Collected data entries
□ □ □ □

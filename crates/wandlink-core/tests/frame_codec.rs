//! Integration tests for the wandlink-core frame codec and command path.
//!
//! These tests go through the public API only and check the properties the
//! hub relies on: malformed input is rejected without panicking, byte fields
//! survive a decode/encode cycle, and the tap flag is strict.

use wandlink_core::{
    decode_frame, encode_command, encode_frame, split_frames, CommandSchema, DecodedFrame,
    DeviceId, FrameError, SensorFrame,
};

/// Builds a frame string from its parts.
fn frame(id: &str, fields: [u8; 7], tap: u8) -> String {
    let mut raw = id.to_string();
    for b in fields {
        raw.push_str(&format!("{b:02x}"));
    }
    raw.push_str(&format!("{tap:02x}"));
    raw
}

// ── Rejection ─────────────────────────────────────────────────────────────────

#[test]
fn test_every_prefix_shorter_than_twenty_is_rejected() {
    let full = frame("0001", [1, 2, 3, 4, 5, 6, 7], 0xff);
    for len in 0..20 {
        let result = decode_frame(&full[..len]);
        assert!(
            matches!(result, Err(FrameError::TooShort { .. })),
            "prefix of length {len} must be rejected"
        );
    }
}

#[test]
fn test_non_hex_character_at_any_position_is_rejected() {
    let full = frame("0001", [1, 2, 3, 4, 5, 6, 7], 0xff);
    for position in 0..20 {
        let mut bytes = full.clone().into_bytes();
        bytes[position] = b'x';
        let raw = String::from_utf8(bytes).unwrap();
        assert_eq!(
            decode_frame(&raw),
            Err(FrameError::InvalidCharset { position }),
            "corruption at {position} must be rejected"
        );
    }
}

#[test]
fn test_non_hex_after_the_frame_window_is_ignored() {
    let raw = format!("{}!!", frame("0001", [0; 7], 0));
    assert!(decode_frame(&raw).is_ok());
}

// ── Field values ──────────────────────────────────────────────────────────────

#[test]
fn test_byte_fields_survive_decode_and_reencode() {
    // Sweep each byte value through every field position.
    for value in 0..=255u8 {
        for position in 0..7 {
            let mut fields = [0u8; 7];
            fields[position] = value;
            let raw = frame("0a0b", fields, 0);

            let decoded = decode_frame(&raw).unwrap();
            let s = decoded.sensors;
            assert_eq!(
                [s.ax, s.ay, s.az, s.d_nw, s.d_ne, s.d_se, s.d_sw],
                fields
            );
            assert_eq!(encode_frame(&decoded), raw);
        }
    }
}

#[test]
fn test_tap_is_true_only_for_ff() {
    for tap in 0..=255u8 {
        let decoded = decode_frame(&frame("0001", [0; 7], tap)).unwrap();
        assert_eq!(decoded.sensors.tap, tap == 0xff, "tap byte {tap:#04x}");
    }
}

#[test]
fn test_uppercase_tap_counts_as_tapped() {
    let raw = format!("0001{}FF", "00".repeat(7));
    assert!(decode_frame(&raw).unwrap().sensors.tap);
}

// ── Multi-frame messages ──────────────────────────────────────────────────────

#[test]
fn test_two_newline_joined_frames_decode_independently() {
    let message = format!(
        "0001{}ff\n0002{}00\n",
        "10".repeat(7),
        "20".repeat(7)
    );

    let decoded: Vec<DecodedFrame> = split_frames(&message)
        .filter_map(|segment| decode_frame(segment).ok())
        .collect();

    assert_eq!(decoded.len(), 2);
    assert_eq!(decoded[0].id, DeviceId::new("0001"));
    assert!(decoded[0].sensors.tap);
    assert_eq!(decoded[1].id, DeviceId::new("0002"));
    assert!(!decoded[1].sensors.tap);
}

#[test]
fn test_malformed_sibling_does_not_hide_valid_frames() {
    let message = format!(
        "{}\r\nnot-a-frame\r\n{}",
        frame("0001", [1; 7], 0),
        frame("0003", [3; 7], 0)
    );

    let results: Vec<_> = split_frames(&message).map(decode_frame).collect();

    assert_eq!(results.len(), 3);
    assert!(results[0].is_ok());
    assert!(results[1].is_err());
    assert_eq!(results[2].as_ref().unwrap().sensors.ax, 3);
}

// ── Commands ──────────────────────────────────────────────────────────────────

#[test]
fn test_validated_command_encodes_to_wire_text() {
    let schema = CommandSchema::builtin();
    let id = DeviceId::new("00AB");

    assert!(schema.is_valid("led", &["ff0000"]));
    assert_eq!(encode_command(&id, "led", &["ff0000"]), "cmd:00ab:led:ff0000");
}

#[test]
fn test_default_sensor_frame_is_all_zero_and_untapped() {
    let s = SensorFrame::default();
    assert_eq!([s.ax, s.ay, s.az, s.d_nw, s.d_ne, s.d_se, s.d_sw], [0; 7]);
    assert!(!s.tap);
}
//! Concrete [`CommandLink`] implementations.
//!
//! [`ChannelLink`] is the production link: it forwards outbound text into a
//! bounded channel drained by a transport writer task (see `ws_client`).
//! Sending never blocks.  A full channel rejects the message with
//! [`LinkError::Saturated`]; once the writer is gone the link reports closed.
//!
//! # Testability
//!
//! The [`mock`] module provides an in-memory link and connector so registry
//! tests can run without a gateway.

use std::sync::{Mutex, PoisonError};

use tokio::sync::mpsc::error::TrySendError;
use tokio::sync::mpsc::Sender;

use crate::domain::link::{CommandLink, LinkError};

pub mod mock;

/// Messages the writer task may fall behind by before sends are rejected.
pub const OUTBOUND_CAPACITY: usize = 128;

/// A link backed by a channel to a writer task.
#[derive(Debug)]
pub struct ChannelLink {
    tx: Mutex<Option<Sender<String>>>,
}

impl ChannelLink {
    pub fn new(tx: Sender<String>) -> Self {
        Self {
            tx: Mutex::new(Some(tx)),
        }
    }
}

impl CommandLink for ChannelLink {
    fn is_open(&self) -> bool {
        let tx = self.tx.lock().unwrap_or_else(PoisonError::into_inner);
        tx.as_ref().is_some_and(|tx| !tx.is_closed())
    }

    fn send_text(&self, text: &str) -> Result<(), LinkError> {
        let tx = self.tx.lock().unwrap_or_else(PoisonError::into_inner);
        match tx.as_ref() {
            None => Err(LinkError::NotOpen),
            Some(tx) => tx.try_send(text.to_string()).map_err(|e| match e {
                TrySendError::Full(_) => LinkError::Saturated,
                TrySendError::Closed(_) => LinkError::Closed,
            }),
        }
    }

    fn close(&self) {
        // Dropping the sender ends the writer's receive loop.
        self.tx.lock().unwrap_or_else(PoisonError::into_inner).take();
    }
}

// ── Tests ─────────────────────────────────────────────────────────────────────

□ □ □ □

**WHAT THE EXERCISE ASKS:** Copy out every line in the entries above that holds "sync".

**EXERCISE RESPONSE:**
use std::sync::{Mutex, PoisonError};
use tokio::sync::mpsc::error::TrySendError;
use tokio::sync::mpsc::Sender;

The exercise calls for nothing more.